The free event series is designed for distinguished voices to share how they break barriers, combining both personal experiences with expansive descriptions on the qualities needed to jump-start a new way of living. June’s perspective on advocacy for Indigenous rights and stewardship for proper agricultural practices comes from a place of love – skills she learned from her loved ones, and from the soil beneath us.
June is of Diné (Navajo), Tsétsêhéstâhese (Cheyenne) and European ancestry from Taos, New Mexico. She spoke fondly of her homeland, of the many lessons it taught her and the tribulations that made her appreciate the simple act of living.
“I started doing drugs and alcohol by the time I was 11,” she said. “By the time I got to Stanford University, I was an addict and an alcoholic. Anything I say here is because of the miracles that the creator did to help me get sober,” she said, celebrating her ten months of sobriety next month.
“An Evening With Lyla June: The Power of Indigenous Knowledge in an Age of Neocolonialism”, focused primarily on a facet of her TEDxKC discussion about restoring Indigenous sustainable land management practices, as well as how important saving Indigenous languages are in order to preserve these methods.

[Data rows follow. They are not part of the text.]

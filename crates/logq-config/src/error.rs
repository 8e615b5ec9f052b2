//! Error types for logq configuration.

use std::{io, path::PathBuf};

use thiserror::Error;
use toml::{de, ser};

/// Errors that can occur when loading or processing configuration.
#[derive(Debug, Error)]
pub enum ConfigError {
    /// Failed to read a configuration file.
    #[error("failed to read config file {path}: {source}")]
    ReadFile {
        /// Path to the file that could not be read.
        path: PathBuf,
        /// Underlying I/O error.
        source: io::Error,
    },

    /// Failed to parse TOML configuration.
    #[error("failed to parse config file {path}: {source}")]
    ParseToml {
        /// Path to the file that could not be parsed.
        path: PathBuf,
        /// Underlying TOML parse error.
        source: de::Error,
    },

    /// Failed to serialize settings back to TOML.
    #[error("failed to serialize settings: {0}")]
    SerializeToml(#[from] ser::Error),

    /// Failed to determine home directory.
    #[error("could not determine home directory")]
    NoHomeDirectory,
}
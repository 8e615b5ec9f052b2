//! Implementation of `logq check`.

use std::{path::PathBuf, process::ExitCode};

use logq_config::{Config, ConfigScope, ConfigWarning, discover_config_files};

use crate::cli::context::CommandContext;

/// Exit codes for `logq check`.
mod exit_codes {
    use std::process::ExitCode;

    /// Configuration is valid with no warnings.
    pub const OK: ExitCode = ExitCode::SUCCESS;
    /// Configuration has warnings but is usable.
    pub const WARNINGS: ExitCode = ExitCode::FAILURE;
    /// Configuration has errors and cannot be used.
    pub const ERROR: ExitCode = ExitCode::FAILURE;
}

/// Validates configuration files and reports problems.
pub fn run(ctx: &CommandContext) -> ExitCode {
    let sources = discover_config_files(&ctx.cwd);

    println!("Checking configuration...");
    println!();

    if sources.is_empty() {
        println!("No configuration files found.");
        println!();
        println!("Run 'logq init' to create a configuration file.");
        return exit_codes::OK;
    }

    println!("Config files (highest precedence first):");
    for source in &sources {
        println!("  {} ({})", source.path.display(), source.scope);
    }
    if let Some(root) = sources.iter().find(|s| s.scope == ConfigScope::Root) {
        println!(
            "Lookup stopped at {}: parent directories and the global config are ignored.",
            root.path.display()
        );
    }
    println!();

    let config_files: Vec<PathBuf> = sources.into_iter().map(|s| s.path).collect();

    let config = match Config::load_from_files(&config_files) {
        Ok(config) => config,
        Err(e) => {
            eprintln!("error: {e}");
            return exit_codes::ERROR;
        }
    };

    println!("Parser:");
    println!("  default_field = {:?}", config.parser.default_field);
    println!("Output:");
    println!("  format = {}", config.output.format);
    println!();

    let warnings = config.validate();
    if warnings.is_empty() {
        println!("No issues found.");
        return exit_codes::OK;
    }

    println!("Warnings ({}):", warnings.len());
    for warning in &warnings {
        println!("  - {warning}");
    }
    println!();

    print_hints(&warnings);

    exit_codes::WARNINGS
}

/// Prints hints for resolving warnings, without repeats.
fn print_hints(warnings: &[ConfigWarning]) {
    let mut hints: Vec<&str> = warnings.iter().map(ConfigWarning::hint).collect();
    hints.sort_unstable();
    hints.dedup();

    if !hints.is_empty() {
        println!("Hints:");
        for hint in hints {
            println!("  - {hint}");
        }
    }
}
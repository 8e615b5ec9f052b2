//! Implementation of `logq parse`.

use std::process::ExitCode;

use logq_query::LogParser;
use tracing::debug;

use crate::cli::{args::ParseCommand, context::CommandContext, output::print_queries};

/// Parses each query and prints the results in the selected format.
///
/// Every query is attempted; the command fails if any of them does not parse.
pub fn run(ctx: &CommandContext, cmd: &ParseCommand) -> ExitCode {
    let mut options = ctx.config.parser.options();
    if let Some(field) = &cmd.field {
        options.default_field.clone_from(field);
    }
    let format = cmd.output.format(ctx.config.output.format);
    debug!(default_field = %options.default_field, %format, "parsing queries");

    let parser = LogParser::with_options(options);
    let mut parsed = Vec::with_capacity(cmd.queries.len());
    let mut failed = false;

    for query in &cmd.queries {
        match parser.parse(query) {
            Ok(result) => parsed.push((query.as_str(), result)),
            Err(e) => {
                eprintln!("error: {e}");
                failed = true;
            }
        }
    }

    let code = print_queries(&parsed, format);
    if failed { ExitCode::FAILURE } else { code }
}
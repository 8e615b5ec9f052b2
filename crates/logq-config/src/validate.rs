//! Configuration validation.
//!
//! Validates a loaded configuration and reports warnings for potential issues.

use std::fmt;

use logq_query::is_field_name;

use crate::Config;

/// A non-fatal warning about the configuration.
#[derive(Debug, Clone, PartialEq, Eq)]
pub enum ConfigWarning {
    /// The default field is empty.
    EmptyDefaultField,
    /// The default field could not be written as `field:value` in a query.
    InvalidDefaultField {
        /// The configured field name.
        field: String,
    },
}

impl fmt::Display for ConfigWarning {
    fn fmt(&self, f: &mut fmt::Formatter<'_>) -> fmt::Result {
        match self {
            Self::EmptyDefaultField => write!(f, "parser.default_field is empty"),
            Self::InvalidDefaultField { field } => {
                write!(
                    f,
                    "parser.default_field '{field}' is not a valid field name"
                )
            }
        }
    }
}

impl ConfigWarning {
    /// Returns a hint for resolving this warning.
    pub fn hint(&self) -> &'static str {
        match self {
            Self::EmptyDefaultField => {
                "set default_field to the field bare terms should search, e.g. \"content\""
            }
            Self::InvalidDefaultField { .. } => {
                "field names start with a letter or '_' and contain letters, digits, '_', '.', '-' or '@'"
            }
        }
    }
}

/// Validates the configuration and returns any warnings.
pub fn validate_config(config: &Config) -> Vec<ConfigWarning> {
    let mut warnings = Vec::new();

    let field = &config.parser.default_field;
    if field.is_empty() {
        warnings.push(ConfigWarning::EmptyDefaultField);
    } else if !is_field_name(field) {
        warnings.push(ConfigWarning::InvalidDefaultField {
            field: field.clone(),
        });
    }

    warnings
}
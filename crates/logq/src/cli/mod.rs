//! CLI support for the `logq` binary.

pub mod args;
pub mod commands;
pub mod context;
pub mod output;

pub use context::CommandContext;
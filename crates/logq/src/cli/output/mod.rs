//! Rendering and JSON serialization for CLI output.

use std::process::ExitCode;

use comfy_table::{Cell, Table, presets::UTF8_FULL_CONDENSED};
use logq_config::OutputFormat;
use logq_query::{Canonical, LogPipeStatement, Query, SpannedToken};
use serde::Serialize;

/// JSON output for a single parsed query.
#[derive(Serialize)]
struct JsonParsedQuery<'a> {
    /// The original query string.
    query: &'a str,
    /// Canonical condition text.
    canonical: String,
    /// Parsed statements.
    statements: &'a [LogPipeStatement],
}

/// JSON output for `logq parse`.
#[derive(Serialize)]
struct JsonParseOutput<'a> {
    /// Results in input order.
    queries: Vec<JsonParsedQuery<'a>>,
}

/// Outputs parsed queries in the given format.
pub fn print_queries(parsed: &[(&str, Query)], format: OutputFormat) -> ExitCode {
    match format {
        OutputFormat::Canonical => {
            for (_, query) in parsed {
                println!("{}", query.to_canonical_string());
            }
        }
        OutputFormat::Tree => {
            for (i, (input, query)) in parsed.iter().enumerate() {
                if i > 0 {
                    println!();
                }
                println!("Query: {input}");
                print!("{query}");
            }
        }
        OutputFormat::Json => {
            let output = JsonParseOutput {
                queries: parsed
                    .iter()
                    .map(|(input, query)| JsonParsedQuery {
                        query: input,
                        canonical: query.to_canonical_string(),
                        statements: &query.statements,
                    })
                    .collect(),
            };
            match serde_json::to_string_pretty(&output) {
                Ok(json_str) => println!("{json_str}"),
                Err(e) => {
                    eprintln!("error: failed to serialize JSON: {e}");
                    return ExitCode::FAILURE;
                }
            }
        }
    }
    ExitCode::SUCCESS
}

/// Builds a table listing each token with its byte offset.
pub fn token_table(tokens: &[SpannedToken]) -> Table {
    let mut table = Table::new();
    table.load_preset(UTF8_FULL_CONDENSED);
    table.set_header(vec!["#", "Offset", "Kind", "Text"]);
    for (i, spanned) in tokens.iter().enumerate() {
        table.add_row(vec![
            Cell::new(i),
            Cell::new(spanned.offset),
            Cell::new(spanned.token.kind().to_string()),
            Cell::new(spanned.token.text().unwrap_or_default()),
        ]);
    }
    table
}
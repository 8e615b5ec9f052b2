//! Configuration system for logq.
//!
//! logq uses TOML configuration files named `.logq.toml`. Configuration is resolved by walking
//! up the directory tree from the current working directory, collecting any `.logq.toml` files
//! found, then loading `~/.logq.toml` as the global config with lowest precedence.

#![warn(missing_docs)]

mod discovery;
mod error;
mod merge;
mod parse;
mod templates;
mod validate;

use std::{
    fmt,
    path::{Path, PathBuf},
};

pub use discovery::{
    CONFIG_FILENAME, ConfigScope, ConfigSource, discover_config_files, global_config_path,
};
pub use error::ConfigError;
use logq_query::{DEFAULT_FIELD, ParserOptions};
pub use merge::{ParsedConfig, merge_configs};
pub use parse::{
    RawConfig, RawOutputSettings, RawParserSettings, parse_config_file, parse_config_str,
};
use serde::{Deserialize, Serialize};
pub use templates::{TemplateKind, template};
pub use validate::ConfigWarning;
use validate::validate_config;

/// Top-level merged configuration for logq.
///
/// This represents the fully resolved configuration after merging all discovered `.logq.toml`
/// files according to precedence rules.
#[derive(Debug, Clone, Default)]
pub struct Config {
    /// Parser settings.
    pub parser: ParserSettings,
    /// Output settings.
    pub output: OutputSettings,
    /// Files the configuration was loaded from, highest precedence first.
    pub files: Vec<PathBuf>,
    /// Directory containing the most specific config file.
    pub config_root: Option<PathBuf>,
}

impl Config {
    /// Loads configuration by discovering and merging all relevant `.logq.toml` files.
    ///
    /// This is the main entry point for loading configuration. It:
    /// 1. Discovers all `.logq.toml` files from `cwd` up to the filesystem root
    /// 2. Appends `~/.logq.toml` if it exists
    /// 3. Parses each file
    /// 4. Merges them according to precedence rules (closest to `cwd` wins)
    ///
    /// Returns `Ok(Config::default())` if no configuration files are found.
    pub fn load(cwd: &Path) -> Result<Self, ConfigError> {
        let config_files: Vec<PathBuf> = discover_config_files(cwd)
            .into_iter()
            .map(|source| source.path)
            .collect();
        Self::load_from_files(&config_files)
    }

    /// Loads configuration from a specific list of config file paths.
    ///
    /// Files should be provided in precedence order: highest precedence first.
    pub fn load_from_files(files: &[PathBuf]) -> Result<Self, ConfigError> {
        let parsed: Vec<ParsedConfig> = files
            .iter()
            .map(|path| {
                let config = parse_config_file(path)?;
                Ok(ParsedConfig {
                    path: path.clone(),
                    config,
                })
            })
            .collect::<Result<Vec<_>, ConfigError>>()?;

        Ok(merge_configs(&parsed))
    }

    /// Validates the configuration and returns any warnings.
    pub fn validate(&self) -> Vec<ConfigWarning> {
        validate_config(self)
    }

    /// Serializes the effective settings to TOML format.
    ///
    /// The output has the same layout as a `.logq.toml` file, without `root`.
    pub fn settings_to_toml(&self) -> Result<String, ConfigError> {
        let serializable = SerializableSettings {
            parser: &self.parser,
            output: &self.output,
        };
        Ok(toml::to_string_pretty(&serializable)?)
    }
}

/// Settings that shape the parsed AST.
#[derive(Debug, Clone, PartialEq, Eq, Deserialize, Serialize)]
#[serde(default)]
pub struct ParserSettings {
    /// Field searched by terms without a field prefix.
    pub default_field: String,
}

impl Default for ParserSettings {
    fn default() -> Self {
        Self {
            default_field: DEFAULT_FIELD.to_string(),
        }
    }
}

impl ParserSettings {
    /// Returns the parser options these settings describe.
    pub fn options(&self) -> ParserOptions {
        ParserOptions {
            default_field: self.default_field.clone(),
        }
    }
}

/// Settings for printing parse results.
#[derive(Debug, Clone, Default, PartialEq, Eq, Deserialize, Serialize)]
#[serde(default)]
pub struct OutputSettings {
    /// How parsed queries are printed.
    pub format: OutputFormat,
}

/// Output formats for parsed queries.
#[derive(Debug, Clone, Copy, Default, PartialEq, Eq, Deserialize, Serialize)]
#[serde(rename_all = "lowercase")]
pub enum OutputFormat {
    /// The canonical condition string.
    #[default]
    Canonical,
    /// An indented AST tree.
    Tree,
    /// Pretty-printed JSON.
    Json,
}

impl fmt::Display for OutputFormat {
    fn fmt(&self, f: &mut fmt::Formatter<'_>) -> fmt::Result {
        let name = match self {
            Self::Canonical => "canonical",
            Self::Tree => "tree",
            Self::Json => "json",
        };
        f.write_str(name)
    }
}

/// Internal struct for TOML serialization of settings.
#[derive(Serialize)]
struct SerializableSettings<'a> {
    /// Parser settings.
    parser: &'a ParserSettings,
    /// Output settings.
    output: &'a OutputSettings,
}
//! Configuration merging.
//!
//! Merges multiple `RawConfig` files into a single resolved `Config`.

use std::path::{Path, PathBuf};

use crate::{
    Config, OutputSettings, ParserSettings,
    parse::{RawConfig, RawOutputSettings, RawParserSettings},
};

/// A parsed config file with its source path.
pub struct ParsedConfig {
    /// Path to the config file.
    pub path: PathBuf,
    /// Parsed raw configuration.
    pub config: RawConfig,
}

/// Merges multiple configuration files into a single resolved `Config`.
///
/// Configs should be provided in precedence order: highest precedence first (closest to CWD),
/// lowest precedence last (global config). For every setting the first defined value wins.
pub fn merge_configs(configs: &[ParsedConfig]) -> Config {
    let mut parser = ParserSettings::default();
    let mut output = OutputSettings::default();

    // Iterate in reverse (lowest precedence first) so higher precedence overwrites
    for parsed in configs.iter().rev() {
        if let Some(ref raw) = parsed.config.parser {
            apply_raw_parser(&mut parser, raw);
        }
        if let Some(ref raw) = parsed.config.output {
            apply_raw_output(&mut output, raw);
        }
    }

    Config {
        parser,
        output,
        files: configs.iter().map(|c| c.path.clone()).collect(),
        config_root: configs
            .first()
            .and_then(|c| c.path.parent())
            .map(Path::to_path_buf),
    }
}

/// Applies raw parser settings to result, overwriting any present values.
fn apply_raw_parser(result: &mut ParserSettings, raw: &RawParserSettings) {
    if let Some(ref v) = raw.default_field {
        result.default_field.clone_from(v);
    }
}

/// Applies raw output settings to result.
fn apply_raw_output(result: &mut OutputSettings, raw: &RawOutputSettings) {
    if let Some(v) = raw.format {
        result.format = v;
    }
}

June began the lecture with a poem, “because I think the language of poetry can teach more than a PowerPoint ever could,” she said. She spoke eloquently of the self-evident beauty in nature, and how every living creature is able to recognize it once the language is understood. “My grandmother knew this language,” she preached, “for she spoke it in a way that grows out of desert floors, redstone arms reaching up into the sky, praising creation for all of its brilliance.”

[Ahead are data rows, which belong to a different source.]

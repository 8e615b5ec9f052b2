//! Command-line interface for the `logq` query tool.
//!
//! `logq` parses log search queries and prints them in the canonical condition form, as an
//! AST tree, or as JSON. It also manages `.logq.toml` configuration files.

mod cli;
mod logging;

use std::process::ExitCode;

use clap::Parser;

use crate::cli::{args::Cli, commands};

fn main() -> ExitCode {
    let cli = Cli::parse();
    logging::init(cli.verbose);
    commands::run(cli.command)
}
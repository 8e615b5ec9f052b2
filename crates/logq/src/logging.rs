//! Diagnostic logging setup.

use std::io;

use tracing_subscriber::{EnvFilter, fmt, prelude::*};

/// Maps the `-v` count to a default filter directive.
fn default_filter(verbose: u8) -> &'static str {
    match verbose {
        0 => "warn",
        1 => "info",
        _ => "debug",
    }
}

/// Initializes tracing on stderr for the given verbosity.
///
/// `RUST_LOG` takes precedence over the verbosity flag when set.
pub fn init(verbose: u8) {
    init_with_filter(default_filter(verbose));
}

/// Initializes tracing with a custom default filter.
fn init_with_filter(default_filter: &str) {
    let filter =
        EnvFilter::try_from_default_env().unwrap_or_else(|_| EnvFilter::new(default_filter));

    tracing_subscriber::registry()
        .with(filter)
        .with(fmt::layer().compact().with_writer(io::stderr))
        .init();
}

She wants to correct the narrative surrounding Indigenous land management. Methods such as the use of fire for routine Chestnut tree management – which helps support reproduction grounds for large oaks against competing vegetation and maintains a healthy, moist topsoil – are still sophisticated enough to be modern practices. The American Chestnut tree was once a prominent species that stretched from the top of Maine all the way down to Georgia, sometimes towards northern Florida. June presented pictures of massive, almost folkloric trees that towered over a small colonial-looking family.
“Right now the American Chestnut tree is almost completely extinct due to a blight that wiped it out,” June said. “Americans did not know how to manage the forest correctly.” Not only do these practices maintain the tree itself, but it’s also the most effective way of guaranteeing a healthy symbiotic relationship between wildlife and plants, June said.
One example she gave was the growth of bison populations. She used the Phoenix, a mythical fire-based bird born from ashes of an old fire, to describe the bison. The stereotypically known prairie animal benefited off of burnt and manicured prairies so greatly that its population actually expanded as far south as Georgia, and as far east as Pennsylvania. These are strong regenerative practices that can also protect us humans.
“The wildfires we’re seeing in the U.S and Australia and other parts of the world are not simply due to the climate crisis,” June explains. “They’re also due to the prohibition of Indigenous fires, which has led to a huge buildup of vegetation – fuel for fire essentially – over the centuries.”
Creating forage for the land she praises – both literally and figuratively – is June’s purpose. To bring life back to ideas that have been purposefully dried up and burnt down by capitalist “quick money” practices is a process that – literally – starts from the ground up. She recounts to the lecture audience how she nearly failed an economics class due to her complete – and rather purposeful – disregard for its general idea.
“I thought these people were crazy,” June explains, profit maximization being an idea she never considered. “And they thought I was crazy.
“You know, how do you expand the habitat for your food?” June continued. “It’s not a food system, it’s a kinship system. How do you make more area for the buffalo? Instead of caging your food or building a corral around it…why don’t you just make a home for it? And have it come to you? How do you make a home for life?”
Reciprocity is born of safety and trust, and June believes that the steps to get to that level of understanding is all about self-healing. “Kinship, again, holistic management…not just managing a small field or a single farm, but managing an entire country…these thousand-year-old systems work, and we must fight fire with fire.”